WP2- “Cognitive Sensor Net”: different physiological sensors has been considered and tested to characterize the pilot cognitive state together with the algorithms to translate their output into a cognitive scale. An architecture integration of the sensor with the Rolls Royce Future Flight Simulator provided by Cranfield University for validation purposes has been described together with a set of experiments for validation purposes. The original architecture has been upgraded to perform the experiments in an A-320 cockpit simulator. In this WP, it has been implemented 3 different serious games in which the human operator creates Prospective Memory Items for data gathering purposes.

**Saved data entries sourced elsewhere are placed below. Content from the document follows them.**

//! Path utilities for hostbridge
//!
//! XDG Base Directory locations for the config file and logs.

use std::path::{Path, PathBuf};

use directories::ProjectDirs;

/// Application identifier for XDG directories
const APP_NAME: &str = "hostbridge";

fn project_dirs() -> Option<ProjectDirs> {
    ProjectDirs::from("", "", APP_NAME)
}

/// Get the configuration directory
///
/// Location: `$XDG_CONFIG_HOME/hostbridge` or `~/.config/hostbridge`
pub fn config_dir() -> PathBuf {
    project_dirs()
        .map(|p| p.config_dir().to_path_buf())
        .unwrap_or_else(fallback_config_dir)
}

/// Get the main configuration file path
///
/// Location: `$XDG_CONFIG_HOME/hostbridge/config.toml`
pub fn config_file() -> PathBuf {
    config_dir().join("config.toml")
}

/// Get the state directory
///
/// Location: `$XDG_STATE_HOME/hostbridge` or `~/.local/state/hostbridge`
pub fn state_dir() -> PathBuf {
    project_dirs()
        .and_then(|p| p.state_dir().map(|d| d.to_path_buf()))
        .unwrap_or_else(fallback_state_dir)
}

/// Get the log directory
///
/// Location: `$XDG_STATE_HOME/hostbridge/log`
pub fn log_dir() -> PathBuf {
    state_dir().join("log")
}

/// Ensure a directory exists, creating it if necessary
pub fn ensure_dir(path: &Path) -> std::io::Result<()> {
    if !path.exists() {
        std::fs::create_dir_all(path)?;
    }
    Ok(())
}

// Fallback implementations when ProjectDirs is unavailable

fn home_dir() -> PathBuf {
    std::env::var("HOME")
        .map(PathBuf::from)
        .unwrap_or_else(|_| PathBuf::from("/tmp"))
}

fn fallback_config_dir() -> PathBuf {
    home_dir().join(".config").join(APP_NAME)
}

fn fallback_state_dir() -> PathBuf {
    home_dir().join(".local").join("state").join(APP_NAME)
}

WP3, “Cognitive Computing”: The methods and development of the predictive algorithm to improve the pilot situational awareness by informing about the probability of a hard landing have been described, implemented and tested using data from Flight Monitoring System (FMS) of 377,446 flights. The implementation of a ML algorithm to monitor the cognitive status of the PF has been implemented using EEG and ECG data. The results achieved in WP3, confirms that ECG is more stable and results can be more easily transferred at the cost of a limited capability for discriminating among different cognitive states and detecting states not related to stress and heart rate (like mental collapse). Also, it has strong dependency on the baseline state of the subject which suggests that the best use of ECG could be the detection of relative mental alterations across the flight. On the contrary, EEG is stable to discriminate different mental states at the cost of a lower task transfer power and a demand of a larger data set for training models. Data has been collected from serious games exercises and A-320 Cockpit simulations.

WP4 - “Socio-Technological Simulation Model”: It has been analysed the Standard Operating Procedures (SOP) from the “Approach Briefing” to “Reaching Minima” to specify the different PF and PM tasks using the FRAM formalism. This model will be the baseline to identify the need of cognitive computing supporting tools avoiding prospective memory items which impact on the pilot performance. The causal model has been implemented in FRAM formalism and adapted to SPO by assuming PM uncapacitated. The models has been validated by means of different experiments in an A-320 cockpit simulator. The model provides excellent tool to predict the PF workload, and allows the design of mitigation mechanism to avoid the creation of prospective memory items when PF is attending concurrent actions.

WP5 - “Verification and Validation” : It has been analysed the functional and non-functional requirements of the simulation framework to support the use case exercises, in order to get a better understanding of the barriers and enablers of cognitive computing supporting tools in the knowledge-based pilot flying tasks. The validation exercises for the ML2 and the socio-technical model were implemented in an A-320 cockpit simulator. An experienced line pilot was monitored with the EEG and ECG devices when flying the different scenarios.

WP6 - “Dissemination, exploitation and IPR management”, a detailed dissemination plan has been defined, with the high-level communication objectives, the target stakeholders, messages to be delivered, channels to be used, and activities to be performed.Worthwhile to emntion the publication of 5 scientific papers in Q1/Q2 journals.

Overview of exploitable results:


1.- Socio-Technological Simulation Framework.
2.- Machine Learning to predict a hard landing.
3.- Machine learning to monitor Huamn operator Cognitive status.
It is expected that E-PILOTS operational framework supports:
• A test-bed to identify those combination of events that overload pilots capacity to manage and interleave the pending tasks on time, and which cognitive support could be provided.
• A simulation environment to validate the benefits of flight deck cognitive supporting tools by monitoring the cognitive state of the pilot
• A cost-effective framework to evaluate cockpit solutions to move towards Single Pilot Operation framework.
• Demonstration and quantification of the potential for cognitive computing supporting tools in the cockpit as well as provision of the benefits in safety and efficiency.